The team from the University of Wollongong have been experimenting with hydrogel materials which can be made to feel and act like human tissue. The new range of biodegradable condoms will have a range of other benefits over traditional latex condoms, including self-lubrication and the ability to deliver small doses of drugs such as Viagra. They’ll also be capable of conducting electricity (if that’s your bag).
The aim of the project is to make safe sex more appealing by removing the stigma currently attached to condom use. Many lovers are adamant that traditional latex sheaths result in decreased pleasure – the common view being that sex when a chap is wearing a condom is about as much fun as eating a sweet with the wrapper on.

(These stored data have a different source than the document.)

use serde::{Deserialize, Serialize};

use super::point::Point3d;
use super::vector::Vec3;

/// An infinite line through `origin` with unit `direction`.
#[derive(Debug, Clone, Copy, PartialEq, Serialize, Deserialize)]
pub struct Line3d {
    pub origin: Point3d,
    pub direction: Vec3,
}

impl Line3d {
    /// `None` when `direction` has zero length.
    pub fn new(origin: Point3d, direction: Vec3) -> Option<Self> {
        Some(Self {
            origin,
            direction: direction.normalized()?,
        })
    }

    pub fn evaluate(&self, t: f64) -> Point3d {
        self.origin + self.direction * t
    }

    /// Foot of the perpendicular from `p`, with its line parameter.
    pub fn closest_point(&self, p: &Point3d) -> (Point3d, f64) {
        let t = (*p - self.origin).dot(&self.direction);
        (self.evaluate(t), t)
    }

    pub fn distance_to_point(&self, p: &Point3d) -> f64 {
        self.closest_point(p).0.distance_to(p)
    }

    pub fn reversed(&self) -> Self {
        Self {
            origin: self.origin,
            direction: -self.direction,
        }
    }
}

/// A bounded straight segment.
#[derive(Debug, Clone, Copy, PartialEq, Serialize, Deserialize)]
pub struct Segment3d {
    pub start: Point3d,
    pub end: Point3d,
}

impl Segment3d {
    pub fn new(start: Point3d, end: Point3d) -> Self {
        Self { start, end }
    }

    pub fn length(&self) -> f64 {
        self.start.distance_to(&self.end)
    }

    pub fn midpoint(&self) -> Point3d {
        self.start.midpoint(&self.end)
    }

    /// Unit direction from start to end. `None` for a degenerate segment.
    pub fn direction(&self) -> Option<Vec3> {
        (self.end - self.start).normalized()
    }

    pub fn as_line(&self) -> Option<Line3d> {
        Line3d::new(self.start, self.end - self.start)
    }

    pub fn closest_point(&self, p: &Point3d) -> Point3d {
        let d = self.end - self.start;
        let len_sq = d.length_squared();
        if len_sq < 1e-30 {
            return self.start;
        }
        let t = ((*p - self.start).dot(&d) / len_sq).clamp(0.0, 1.0);
        self.start + d * t
    }

    pub fn distance_to_point(&self, p: &Point3d) -> f64 {
        self.closest_point(p).distance_to(p)
    }

    /// Closest pair of points between two segments, self first.
    pub fn closest_points(&self, other: &Segment3d) -> (Point3d, Point3d) {
        let d1 = self.end - self.start;
        let d2 = other.end - other.start;
        let r = self.start - other.start;
        let a = d1.length_squared();
        let e = d2.length_squared();
        let f = d2.dot(&r);
        if a < 1e-30 && e < 1e-30 {
            return (self.start, other.start);
        }
        let (s, t) = if a < 1e-30 {
            (0.0, (f / e).clamp(0.0, 1.0))
        } else {
            let c = d1.dot(&r);
            if e < 1e-30 {
                ((-c / a).clamp(0.0, 1.0), 0.0)
            } else {
                let b = d1.dot(&d2);
                let denom = a * e - b * b;
                let mut s = if denom > 1e-30 {
                    ((b * f - c * e) / denom).clamp(0.0, 1.0)
                } else {
                    0.0
                };
                let mut t = (b * s + f) / e;
                if t < 0.0 {
                    t = 0.0;
                    s = (-c / a).clamp(0.0, 1.0);
                } else if t > 1.0 {
                    t = 1.0;
                    s = ((b - c) / a).clamp(0.0, 1.0);
                }
                (s, t)
            }
        };
        (self.start + d1 * s, other.start + d2 * t)
    }

    /// True if the segments share an endpoint within `tol`.
    pub fn touches(&self, other: &Segment3d, tol: f64) -> bool {
        [self.start, self.end]
            .iter()
            .any(|a| [other.start, other.end].iter().any(|b| a.distance_to(b) < tol))
    }
}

The New South Wales-based team received one of 52 grants on offer from the Bill and Melinda Gates Foundation, which called on scientists to overcome the fact that couples simply don’t like wrapping the rod. It offered initial funding of $100,000 per project for the design of a new, stigma-free condom that could “lead to substantial benefits for global health, both in terms of reducing the incidence of unplanned pregnancies and in prevention of infection with HIV or other STIs.”
Materials scientist Robert Gorkin, who heads up the Aussie team, said the new design could potentially encourage more couples to cover the stump before they hump.
He told Science Alert: “If you make them so pleasurable that people can’t wait to put them on, then more people will use them, and we can hopefully stop the spread of disease. It’s as simple as that.”